What kind of feedback did you get in Silicon Valley, and can you tell us more about your future plan?
We initially had 3 objectives on this program. The first was to build up a network needed for doing business here by meeting with investors and legal experts. Second, we wanted to get feedback about our product. The third was to find out the needs towards our service by conducting surveys or having face-to-face meetings with mothers. Our research revealed that moms in the US also wanted to have a service such as Smile Mom. Above all, there are many working moms here, so we got a lot of feedback from them, too. They tend to be more interested in effectively and efficiently gathering information, rather than collecting all information. They think that it is very important to be balanced between work and life.
At the initial stage, Smile Mom mostly focused on how to solve the loneliness of moms who just gave birth to babies, and this type of loneliness is like the one you can see in ‘the lonely crowd’ rather than the loneliness from the mere absence of communication. We found that the moms wanted to belong to a community and share their hardships in the role conflict between mother and worker.
Another thing that we want to share is that there are diverse cultural spectrum in the US. In terms of geographic, ethnic and income levels, there are many groups and it is necessary to make a one-stop solution that covers all of those groups. As people who use the same kindergarten or post natal care center show a common identity or a sense of belonging, and people here also show that kind of identity for those who send their children to pre-schools. This tells us that the fundamental need is equal, but only different in the way it expresses with different cultural backgrounds.
When we are in Korea, we usually feel a lot of pressure in doing everything on our own. In the global market, only those companies that were able to sharpen their services eventually succeeded in differentiating themselves. Smile Mom’s initial direction was to offer photos, moving pictures and a social service, and now we are trying to focus more on the social service.

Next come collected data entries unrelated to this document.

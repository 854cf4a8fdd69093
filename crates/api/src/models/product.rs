//! Product domain types.

use chrono::{DateTime, Utc};
use rust_decimal::Decimal;

use seagrape_core::ProductId;

/// A catalog product (domain type).
///
/// Read-only from the cart's perspective; carts only reference products by
/// ID and never modify them.
#[derive(Debug, Clone)]
pub struct Product {
    /// Unique product ID.
    pub id: ProductId,
    /// Display name.
    pub name: String,
    /// Optional long description.
    pub description: Option<String>,
    /// Unit price.
    pub price: Decimal,
    /// When the product was added to the catalog.
    pub created_at: DateTime<Utc>,
}
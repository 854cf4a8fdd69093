//! User repository for database operations.

use chrono::{DateTime, Utc};
use sqlx::PgPool;

use seagrape_core::{UserId, Username};

use super::RepositoryError;
use crate::models::user::User;

/// Raw `users` row before domain validation.
#[derive(sqlx::FromRow)]
struct UserRow {
    id: UserId,
    username: String,
    created_at: DateTime<Utc>,
}

impl UserRow {
    fn into_user(self) -> Result<User, RepositoryError> {
        let username = Username::parse(&self.username).map_err(|e| {
            RepositoryError::DataCorruption(format!("invalid username in database: {e}"))
        })?;

        Ok(User {
            id: self.id,
            username,
            created_at: self.created_at,
        })
    }
}

/// Repository for user database operations.
pub struct UserRepository<'a> {
    pool: &'a PgPool,
}

impl<'a> UserRepository<'a> {
    /// Create a new user repository.
    #[must_use]
    pub const fn new(pool: &'a PgPool) -> Self {
        Self { pool }
    }

    /// Get a user by their ID.
    ///
    /// # Errors
    ///
    /// Returns `RepositoryError::Database` if the query fails.
    /// Returns `RepositoryError::DataCorruption` if the stored username is invalid.
    pub async fn get_by_id(&self, id: UserId) -> Result<Option<User>, RepositoryError> {
        let row = sqlx::query_as::<_, UserRow>(
            r"
            SELECT id, username, created_at
            FROM users
            WHERE id = $1
            ",
        )
        .bind(id)
        .fetch_optional(self.pool)
        .await?;

        row.map(UserRow::into_user).transpose()
    }

    /// Create a new user with a username and password hash.
    ///
    /// # Errors
    ///
    /// Returns `RepositoryError::Conflict` if the username already exists.
    /// Returns `RepositoryError::Database` for other database errors.
    pub async fn create(
        &self,
        username: &Username,
        password_hash: &str,
    ) -> Result<User, RepositoryError> {
        let row = sqlx::query_as::<_, UserRow>(
            r"
            INSERT INTO users (username, password_hash)
            VALUES ($1, $2)
            RETURNING id, username, created_at
            ",
        )
        .bind(username.as_str())
        .bind(password_hash)
        .fetch_one(self.pool)
        .await
        .map_err(|e| {
            if let sqlx::Error::Database(ref db_err) = e
                && db_err.is_unique_violation()
            {
                return RepositoryError::Conflict("username already exists".to_owned());
            }
            RepositoryError::Database(e)
        })?;

        row.into_user()
    }

    /// Get a user and their password hash by username.
    ///
    /// Returns `None` if the user doesn't exist.
    ///
    /// # Errors
    ///
    /// Returns `RepositoryError::Database` if the query fails.
    pub async fn get_password_hash(
        &self,
        username: &Username,
    ) -> Result<Option<(User, String)>, RepositoryError> {
        #[derive(sqlx::FromRow)]
        struct UserWithHashRow {
            id: UserId,
            username: String,
            password_hash: String,
            created_at: DateTime<Utc>,
        }

        let row = sqlx::query_as::<_, UserWithHashRow>(
            r"
            SELECT id, username, password_hash, created_at
            FROM users
            WHERE username = $1
            ",
        )
        .bind(username.as_str())
        .fetch_optional(self.pool)
        .await?;

        let Some(r) = row else {
            return Ok(None);
        };

        let user = UserRow {
            id: r.id,
            username: r.username,
            created_at: r.created_at,
        }
        .into_user()?;

        Ok(Some((user, r.password_hash)))
    }
}
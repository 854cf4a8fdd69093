//! Token-verification gate.
//!
//! Provides the extractor that every protected route goes through. The gate
//! distinguishes two failure kinds with distinguishable responses:
//!
//! - no credential supplied at all → 401
//! - a credential that is malformed, forged, or expired → 400
//!
//! Both are terminal here; business logic never sees an unauthenticated
//! request.

use axum::{
    extract::{FromRef, FromRequestParts},
    http::{HeaderValue, header::AUTHORIZATION, request::Parts},
};

use seagrape_core::UserId;

use crate::error::ApiError;
use crate::state::AppState;

/// Extractor that requires a valid bearer token.
///
/// Yields the user identity the token was signed for. Verification has no
/// side effects beyond that.
///
/// # Example
///
/// ```rust,ignore
/// async fn protected_handler(
///     RequireUser(user_id): RequireUser,
/// ) -> impl IntoResponse {
///     format!("Hello, user {user_id}!")
/// }
/// ```
#[derive(Debug)]
pub struct RequireUser(pub UserId);

impl<S> FromRequestParts<S> for RequireUser
where
    AppState: FromRef<S>,
    S: Send + Sync,
{
    type Rejection = ApiError;

    async fn from_request_parts(parts: &mut Parts, state: &S) -> Result<Self, Self::Rejection> {
        let token = bearer_token(parts.headers.get(AUTHORIZATION))?;

        let state = AppState::from_ref(state);
        let claims = state
            .tokens()
            .verify(token)
            .map_err(|_| ApiError::AuthInvalid)?;

        Ok(Self(claims.user_id()))
    }
}

/// Extract the token substring from an `Authorization` header value.
///
/// Expects `Bearer <token>` (scheme match is case-insensitive). A missing
/// header, missing token part, or non-bearer scheme all count as "no
/// credential supplied".
fn bearer_token(header: Option<&HeaderValue>) -> Result<&str, ApiError> {
    let value = header.ok_or(ApiError::AuthMissing)?;
    let value = value.to_str().map_err(|_| ApiError::AuthInvalid)?;

    let mut parts = value.split_whitespace();
    let (Some(scheme), Some(token)) = (parts.next(), parts.next()) else {
        return Err(ApiError::AuthMissing);
    };

    if !scheme.eq_ignore_ascii_case("bearer") {
        return Err(ApiError::AuthMissing);
    }

    Ok(token)
}
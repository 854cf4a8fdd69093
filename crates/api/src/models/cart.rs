//! Cart domain types.

use seagrape_core::{CartId, ProductId, Quantity, UserId};

/// One line of a cart: a product reference and how many of it.
///
/// A cart never holds two lines for the same product; adding a product that
/// is already present merges into the existing line instead.
#[derive(Debug, Clone, PartialEq, Eq)]
pub struct CartItem {
    /// The referenced catalog product.
    pub product_id: ProductId,
    /// How many units, always at least 1.
    pub quantity: Quantity,
}

/// A user's cart (domain type).
///
/// Each user has at most one cart. Carts are created lazily on first read
/// or first add and persist indefinitely.
#[derive(Debug, Clone)]
pub struct Cart {
    /// Unique cart ID.
    pub id: CartId,
    /// The owning user.
    pub user_id: UserId,
    /// Cart lines in insertion order.
    pub items: Vec<CartItem>,
}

We are planning to release the updated version in January that will definitely show the core service and hide what might blur the characteristics of the service at the same time.
What would you recommend to Korean start-ups that want to go overseas?
It is right to have a sufficient quantity because normally a good quality can originate from a sufficient quantity. As the population of figure skaters has grown because Yuna Kim has made excellent achievements in world competitions, more quantity will definitely have outstanding results, which in turn causes innovation. It is required to raise the quality of start-ups we meet, mentors and working space. Just being in the US does not guarantee any success and is not totally related to the success of your business.
In my opinion, there is no ‘US market’. In Korea’s case, normally people target Seoul and Gyeonggi province first and if you get them, then it is all over. But things are very different in the US. You should segment the market into very small pieces in order to have an appropriate distribution strategy. Successful customer-based services in the US started from a certain location first and expanded their areas gradually, so where you start from really matters. ‘Our service has a lot of US customers’ is different from ‘our service has a lot of Korean users’. We can generate meaningful data by analyzing cultural, regional and income level aspects in details.